* _Problem description_
The first line of the entries below, the line containing "use crate::core::kubeconfig;", and every line between them should be repeated exactly, and nothing else.

* _Dataset records_
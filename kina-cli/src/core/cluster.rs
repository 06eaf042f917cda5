use std::sync::Arc;

use anyhow::{Context, Result};
use tracing::{debug, info, warn};

use super::apple_provider::AppleContainerProvider;
use super::kubernetes::KubernetesClient;
use super::orchestrator;
use super::provider::ContainerProvider;
use super::types::{ClusterInfo, CreateClusterOptions, LoadImageOptions, NodeInfo};
use crate::config::Config;
use crate::core::kubeconfig;

/// Cluster manager: the CLI-facing façade over the provisioning
/// orchestrator and the `AppleContainerProvider` collaborator. Owns the
/// ambient operations (CSR bootstrap, kubeconfig cleanup) the orchestrator
/// itself doesn't need to know about.
pub struct ClusterManager {
    config: Config,
    provider: Arc<AppleContainerProvider>,
    kubernetes: KubernetesClient,
}

impl ClusterManager {
    /// Create a new cluster manager
    pub async fn new(config: &Config) -> Result<Self> {
        let provider = AppleContainerProvider::new(config.clone()).await?;
        let kubernetes = KubernetesClient::new(config)?;

        Ok(Self {
            config: config.clone(),
            provider: Arc::new(provider),
            kubernetes,
        })
    }

    fn provider_handle(&self) -> Arc<dyn ContainerProvider> {
        let provider: Arc<dyn ContainerProvider> = self.provider.clone();
        provider
    }

    /// Report the detected Apple Container CLI's version, for display in
    /// `kina status`.
    pub async fn container_version(&self) -> String {
        self.provider.cli_version().await
    }

    /// Create a new Kubernetes cluster
    pub async fn create_cluster(&self, options: CreateClusterOptions) -> Result<()> {
        info!(
            "Creating cluster '{}' with image '{}'",
            options.name, options.image
        );

        orchestrator::create_cluster(self.provider_handle(), options.clone())
            .await
            .context("Failed to provision cluster")?;

        if options.skip_csr_approval {
            info!("Skipping kubelet CSR auto-approval (--skip-csr-approval specified)");
            warn!(
                "You may need to manually approve CSRs with: kina approve-csr {}",
                options.name
            );
        } else {
            info!("Bootstrapping kubelet CSR auto-approval...");
            if let Err(e) = self.bootstrap_kubelet_csrs(&options.name).await {
                warn!(
                    "Failed to bootstrap kubelet CSRs (this may cause TLS errors): {}",
                    e
                );
                warn!(
                    "You can manually approve CSRs later with: kina approve-csr {}",
                    options.name
                );
            }
        }

        info!("Cluster '{}' created successfully", options.name);
        Ok(())
    }

    /// Delete a Kubernetes cluster
    pub async fn delete_cluster(&self, name: &str) -> Result<()> {
        info!("Deleting cluster '{}'", name);

        if !self.cluster_exists(name).await? {
            warn!("Cluster '{}' does not exist", name);
            return Ok(());
        }

        self.provider
            .cleanup_cluster(name)
            .await
            .context("Failed to delete cluster")?;

        kubeconfig::remove(name)
            .await
            .context("Failed to clean up kubeconfig")?;

        info!("Cluster '{}' deleted successfully", name);
        Ok(())
    }

    /// Delete all clusters
    pub async fn delete_all_clusters(&self) -> Result<()> {
        let clusters = self.list_clusters().await?;

        if clusters.is_empty() {
            info!("No clusters to delete");
            return Ok(());
        }

        for cluster in clusters {
            if let Err(e) = self.delete_cluster(&cluster.name).await {
                warn!("Failed to delete cluster '{}': {}", cluster.name, e);
            }
        }

        Ok(())
    }

    /// List all existing clusters
    pub async fn list_clusters(&self) -> Result<Vec<ClusterInfo>> {
        debug!("Listing clusters");

        let names = self.provider.list_clusters().await?;
        let mut infos = Vec::with_capacity(names.len());
        for name in names {
            let info = self.provider.get_cluster_info(&name).await?;
            infos.push(ClusterInfo {
                name: info.name,
                image: "n/a".to_string(),
                status: info.status,
                created: info.created,
                nodes: info
                    .nodes
                    .iter()
                    .map(|n| NodeInfo {
                        name: n.name.clone(),
                        role: n.role,
                        status: n.status.clone(),
                        version: n.kubernetes_version.clone().unwrap_or_else(|| "unknown".to_string()),
                        container_id: Some(n.container_id.clone()),
                        ip_address: n.ip_address.clone(),
                    })
                    .collect(),
                kubeconfig_path: kubeconfig::individual_path(&info.name)
                    .ok()
                    .map(|p| p.display().to_string()),
            });
        }
        Ok(infos)
    }

    /// Check if a cluster exists
    pub async fn cluster_exists(&self, name: &str) -> Result<bool> {
        Ok(self.provider.cluster_exists(name).await?)
    }

    /// Get kubeconfig for a cluster
    pub async fn get_kubeconfig(&self, name: &str) -> Result<String> {
        debug!("Getting kubeconfig for cluster '{}'", name);

        if !self.cluster_exists(name).await? {
            return Err(anyhow::anyhow!("Cluster '{}' does not exist", name));
        }

        let path = kubeconfig::individual_path(name)?;
        tokio::fs::read_to_string(&path)
            .await
            .with_context(|| format!("Failed to read kubeconfig at {}", path.display()))
    }

    /// Get nodes in a cluster
    pub async fn get_nodes(&self, name: &str) -> Result<Vec<String>> {
        debug!("Getting nodes for cluster '{}'", name);

        if !self.cluster_exists(name).await? {
            return Err(anyhow::anyhow!("Cluster '{}' does not exist", name));
        }

        let nodes = self.provider.list_nodes(name).await?;
        Ok(nodes.into_iter().map(|n| n.name).collect())
    }

    /// Load a container image into a cluster
    pub async fn load_image(&self, options: LoadImageOptions) -> Result<()> {
        info!(
            "Loading image '{}' into cluster '{}'",
            options.image, options.cluster
        );

        if !self.cluster_exists(&options.cluster).await? {
            return Err(anyhow::anyhow!(
                "Cluster '{}' does not exist",
                options.cluster
            ));
        }

        self.provider
            .load_image_into_cluster(&options.cluster, &options.image)
            .await
            .context("Failed to load image into cluster")?;

        info!(
            "Image '{}' loaded successfully into cluster '{}'",
            options.image, options.cluster
        );
        Ok(())
    }

    /// Get detailed status for a specific cluster
    pub async fn get_cluster_status(&self, name: &str) -> Result<ClusterInfo> {
        debug!("Getting detailed status for cluster '{}'", name);

        let clusters = self.list_clusters().await?;
        clusters
            .into_iter()
            .find(|c| c.name == name)
            .ok_or_else(|| anyhow::anyhow!("Cluster '{}' does not exist", name))
    }

    /// Bootstrap kubelet CSR auto-approval for a cluster. Prevents TLS
    /// errors with kubectl logs/exec by auto-approving kubelet-serving
    /// CSRs right after the control plane comes up.
    async fn bootstrap_kubelet_csrs(&self, cluster_name: &str) -> Result<()> {
        info!(
            "Bootstrapping kubelet CSR auto-approval for cluster '{}'",
            cluster_name
        );

        let kubeconfig_path = kubeconfig::individual_path(cluster_name)?;
        let kubeconfig_str = kubeconfig_path
            .to_str()
            .ok_or_else(|| anyhow::anyhow!("Invalid kubeconfig path"))?;

        self.kubernetes
            .bootstrap_approve_kubelet_csrs(kubeconfig_str, 60)
            .await
            .context("Failed to bootstrap kubelet CSR auto-approval")?;

        info!(
            "Kubelet CSR bootstrap completed for cluster '{}'",
            cluster_name
        );
        Ok(())
    }

    /// Manually approve any pending kubelet-serving CSRs for a cluster.
    /// This can be used to fix TLS issues in existing clusters.
    pub async fn approve_kubelet_csrs(&self, cluster_name: &str) -> Result<()> {
        info!(
            "Approving pending kubelet CSRs for cluster '{}'",
            cluster_name
        );

        if !self.cluster_exists(cluster_name).await? {
            return Err(anyhow::anyhow!("Cluster '{}' does not exist", cluster_name));
        }

        let kubeconfig_path = self
            .config
            .kubernetes
            .kubeconfig_dir
            .join(format!("{}.yaml", cluster_name));
        let kubeconfig_str = kubeconfig_path
            .to_str()
            .ok_or_else(|| anyhow::anyhow!("Invalid kubeconfig path"))?;

        self.kubernetes
            .auto_approve_kubelet_csrs(kubeconfig_str)
            .await
            .context("Failed to approve kubelet CSRs")?;

        info!(
            "Kubelet CSR approval completed for cluster '{}'",
            cluster_name
        );
        Ok(())
    }
}
//! CNI config writer (§4.7): publishes a CNI conflist to a node's
//! filesystem, idempotently. A single-writer-per-node contract (§5) means
//! this module does no locking of its own — callers serialize writes to
//! the same node.

use std::path::Path;

use crate::errors::{KinaError, KinaResult};

/// Input to the writer: the pod CIDRs assigned to a node, the default
/// routes to install, and the link MTU.
#[derive(Debug, Clone, PartialEq, Eq, serde::Serialize)]
pub struct CniConfig {
    pub pod_cidrs: Vec<String>,
    pub default_routes: Vec<String>,
    pub mtu: u32,
}

const CONFLIST_NAME: &str = "10-kina.conflist";

impl CniConfig {
    /// Default routes for a set of pod CIDRs (§4.7): dual-stack clusters
    /// get both default routes, single-family clusters get only the one
    /// that matches.
    pub fn default_routes_for(pod_cidrs: &[String]) -> KinaResult<Vec<String>> {
        let mut has_v4 = false;
        let mut has_v6 = false;
        for cidr in pod_cidrs {
            let net: ipnet::IpNet = cidr.parse().map_err(|e| KinaError::Template {
                reason: format!("invalid pod CIDR '{}': {}", cidr, e),
            })?;
            match net {
                ipnet::IpNet::V4(_) => has_v4 = true,
                ipnet::IpNet::V6(_) => has_v6 = true,
            }
        }

        let mut routes = Vec::new();
        if has_v4 {
            routes.push("0.0.0.0/0".to_string());
        }
        if has_v6 {
            routes.push("::/0".to_string());
        }
        Ok(routes)
    }

    fn render(&self) -> String {
        let pod_cidrs_json = self
            .pod_cidrs
            .iter()
            .map(|c| format!("\"{}\"", c))
            .collect::<Vec<_>>()
            .join(", ");
        let routes_json = self
            .default_routes
            .iter()
            .map(|r| format!("{{\"dst\": \"{}\"}}", r))
            .collect::<Vec<_>>()
            .join(", ");

        format!(
            "{{\n  \"cniVersion\": \"1.0.0\",\n  \"name\": \"kina\",\n  \"plugins\": [\n    {{\n      \"type\": \"ptp\",\n      \"mtu\": {mtu},\n      \"ipam\": {{\n        \"type\": \"host-local\",\n        \"ranges\": [[{pod_cidrs}]],\n        \"routes\": [{routes}]\n      }}\n    }},\n    {{\"type\": \"portmap\", \"capabilities\": {{\"portMappings\": true}}}}\n  ]\n}}\n",
            mtu = self.mtu,
            pod_cidrs = pod_cidrs_json,
            routes = routes_json,
        )
    }
}

/// Write the CNI conflist under `cni_net_d` (typically
/// `/etc/cni/net.d` inside the node), skipping the write entirely when
/// the last-written config (tracked in a sidecar `.last` file) is
/// structurally identical (§8 invariant 4, scenario S5): the first call
/// writes and renames, a second call with identical input performs zero
/// filesystem mutation, and a third call with different input writes
/// again.
///
/// Publishing is atomic: the conflist is written to a `.tmp` file in the
/// same directory, fsynced, then renamed over the final path, so a
/// concurrent reader never observes a partial write.
pub fn publish(cni_net_d: &Path, config: &CniConfig) -> KinaResult<bool> {
    let final_path = cni_net_d.join(CONFLIST_NAME);
    let marker_path = cni_net_d.join(".kina-cni-last.json");

    let marker_json = serde_json::to_string(config).map_err(|e| KinaError::Template {
        reason: format!("failed to serialize CNI config marker: {}", e),
    })?;

    if let Ok(existing) = std::fs::read_to_string(&marker_path) {
        if existing == marker_json {
            return Ok(false);
        }
    }

    std::fs::create_dir_all(cni_net_d).map_err(|e| KinaError::Template {
        reason: format!("failed to create CNI config directory: {}", e),
    })?;

    let tmp_path = cni_net_d.join(format!("{}.tmp", CONFLIST_NAME));
    let rendered = config.render();
    write_and_sync(&tmp_path, rendered.as_bytes())?;
    std::fs::rename(&tmp_path, &final_path).map_err(|e| KinaError::Template {
        reason: format!("failed to publish CNI conflist: {}", e),
    })?;

    write_and_sync(&marker_path, marker_json.as_bytes())?;

    Ok(true)
}

fn write_and_sync(path: &Path, contents: &[u8]) -> KinaResult<()> {
    use std::io::Write;
    let mut file = std::fs::File::create(path).map_err(|e| KinaError::Template {
        reason: format!("failed to create '{}': {}", path.display(), e),
    })?;
    file.write_all(contents).map_err(|e| KinaError::Template {
        reason: format!("failed to write '{}': {}", path.display(), e),
    })?;
    file.sync_all().map_err(|e| KinaError::Template {
        reason: format!("failed to fsync '{}': {}", path.display(), e),
    })?;
    Ok(())
}

#[cfg(test)]
mod tests {
    use super::*;

    fn sample() -> CniConfig {
        CniConfig {
            pod_cidrs: vec!["10.244.0.0/24".to_string()],
            default_routes: vec!["0.0.0.0/0".to_string()],
            mtu: 1500,
        }
    }

    #[test]
    fn first_publish_writes_and_renames() {
        let dir = tempfile::tempdir().unwrap();
        let wrote = publish(dir.path(), &sample()).unwrap();
        assert!(wrote);
        assert!(dir.path().join("10-kina.conflist").exists());
    }

    #[test]
    fn identical_second_publish_is_a_no_op() {
        let dir = tempfile::tempdir().unwrap();
        assert!(publish(dir.path(), &sample()).unwrap());
        let final_path = dir.path().join("10-kina.conflist");
        let written_at = std::fs::metadata(&final_path).unwrap().modified().unwrap();

        std::thread::sleep(std::time::Duration::from_millis(10));
        let wrote_again = publish(dir.path(), &sample()).unwrap();
        assert!(!wrote_again);
        let still_at = std::fs::metadata(&final_path).unwrap().modified().unwrap();
        assert_eq!(written_at, still_at);
    }

    #[test]
    fn changed_input_writes_again() {
        let dir = tempfile::tempdir().unwrap();
        assert!(publish(dir.path(), &sample()).unwrap());

        let mut changed = sample();
        changed.mtu = 9000;
        assert!(publish(dir.path(), &changed).unwrap());
    }

    #[test]
    fn dual_stack_cidrs_yield_both_default_routes() {
        let cidrs = vec!["10.244.0.0/24".to_string(), "fd00:10:244::/56".to_string()];
        let routes = CniConfig::default_routes_for(&cidrs).unwrap();
        assert_eq!(routes, vec!["0.0.0.0/0".to_string(), "::/0".to_string()]);
    }

    #[test]
    fn single_family_cidrs_yield_one_default_route() {
        let cidrs = vec!["10.244.0.0/24".to_string()];
        let routes = CniConfig::default_routes_for(&cidrs).unwrap();
        assert_eq!(routes, vec!["0.0.0.0/0".to_string()]);
    }
}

* _Task solution_
filename kina-cli/src/core/cluster.rs
repository 06eaf042f917cda5
use std::sync::Arc;

use anyhow::{Context, Result};
use tracing::{debug, info, warn};

use super::apple_provider::AppleContainerProvider;
use super::kubernetes::KubernetesClient;
use super::orchestrator;
use super::provider::ContainerProvider;
use super::types::{ClusterInfo, CreateClusterOptions, LoadImageOptions, NodeInfo};
use crate::config::Config;
use crate::core::kubeconfig;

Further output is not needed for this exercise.